What to produce
One number is the whole answer: how many lines of the material hold "status".

______

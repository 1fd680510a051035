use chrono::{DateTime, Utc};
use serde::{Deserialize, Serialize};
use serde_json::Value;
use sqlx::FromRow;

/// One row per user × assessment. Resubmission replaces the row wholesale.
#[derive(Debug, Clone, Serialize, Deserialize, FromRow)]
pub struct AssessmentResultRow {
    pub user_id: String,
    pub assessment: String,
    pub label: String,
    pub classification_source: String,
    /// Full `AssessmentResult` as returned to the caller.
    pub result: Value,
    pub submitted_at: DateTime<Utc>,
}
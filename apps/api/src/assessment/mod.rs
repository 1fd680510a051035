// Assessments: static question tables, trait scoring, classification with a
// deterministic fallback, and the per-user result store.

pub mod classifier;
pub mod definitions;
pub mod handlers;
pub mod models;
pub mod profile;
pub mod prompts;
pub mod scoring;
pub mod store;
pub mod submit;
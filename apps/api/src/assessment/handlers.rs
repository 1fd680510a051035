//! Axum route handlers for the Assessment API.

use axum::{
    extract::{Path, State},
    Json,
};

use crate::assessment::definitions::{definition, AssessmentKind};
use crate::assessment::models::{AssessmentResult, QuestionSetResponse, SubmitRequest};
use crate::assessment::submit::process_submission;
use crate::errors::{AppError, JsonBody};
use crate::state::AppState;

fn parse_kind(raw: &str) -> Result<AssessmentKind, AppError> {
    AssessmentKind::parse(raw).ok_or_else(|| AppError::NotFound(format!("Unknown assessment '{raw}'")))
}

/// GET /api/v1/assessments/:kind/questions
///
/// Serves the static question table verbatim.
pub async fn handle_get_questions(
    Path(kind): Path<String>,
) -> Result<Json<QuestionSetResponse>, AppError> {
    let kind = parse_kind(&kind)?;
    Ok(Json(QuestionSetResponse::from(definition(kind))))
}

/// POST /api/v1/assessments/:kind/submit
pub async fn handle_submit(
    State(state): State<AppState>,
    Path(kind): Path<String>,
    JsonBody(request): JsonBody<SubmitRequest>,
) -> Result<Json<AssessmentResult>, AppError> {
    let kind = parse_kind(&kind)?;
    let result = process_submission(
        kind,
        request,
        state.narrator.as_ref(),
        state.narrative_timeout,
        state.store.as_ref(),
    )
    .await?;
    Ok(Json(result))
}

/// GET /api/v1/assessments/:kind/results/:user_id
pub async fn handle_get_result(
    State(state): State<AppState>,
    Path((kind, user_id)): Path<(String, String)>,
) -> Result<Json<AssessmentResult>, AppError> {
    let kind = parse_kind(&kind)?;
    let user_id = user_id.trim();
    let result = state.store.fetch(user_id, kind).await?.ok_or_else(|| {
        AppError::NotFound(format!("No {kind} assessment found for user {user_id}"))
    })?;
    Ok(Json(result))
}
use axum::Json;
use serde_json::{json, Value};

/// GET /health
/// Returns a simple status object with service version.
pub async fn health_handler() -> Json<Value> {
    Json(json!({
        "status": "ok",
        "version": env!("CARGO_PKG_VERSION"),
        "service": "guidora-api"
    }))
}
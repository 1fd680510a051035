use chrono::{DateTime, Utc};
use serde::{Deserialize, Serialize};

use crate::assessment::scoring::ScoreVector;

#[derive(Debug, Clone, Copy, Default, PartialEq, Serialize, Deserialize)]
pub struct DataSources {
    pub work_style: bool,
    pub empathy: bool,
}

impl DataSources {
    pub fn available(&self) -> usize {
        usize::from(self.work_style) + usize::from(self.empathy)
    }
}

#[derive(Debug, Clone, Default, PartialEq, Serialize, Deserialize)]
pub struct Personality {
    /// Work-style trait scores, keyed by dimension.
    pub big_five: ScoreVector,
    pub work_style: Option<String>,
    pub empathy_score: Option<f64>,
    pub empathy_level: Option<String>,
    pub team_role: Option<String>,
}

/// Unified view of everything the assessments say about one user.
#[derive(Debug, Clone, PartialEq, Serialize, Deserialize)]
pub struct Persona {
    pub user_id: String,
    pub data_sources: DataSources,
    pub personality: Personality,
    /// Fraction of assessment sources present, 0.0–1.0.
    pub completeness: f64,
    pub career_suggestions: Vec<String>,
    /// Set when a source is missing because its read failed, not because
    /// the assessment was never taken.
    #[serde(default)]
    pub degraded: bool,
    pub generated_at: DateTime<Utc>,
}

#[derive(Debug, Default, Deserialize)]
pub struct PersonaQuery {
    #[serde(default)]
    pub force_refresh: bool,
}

______

Solution
2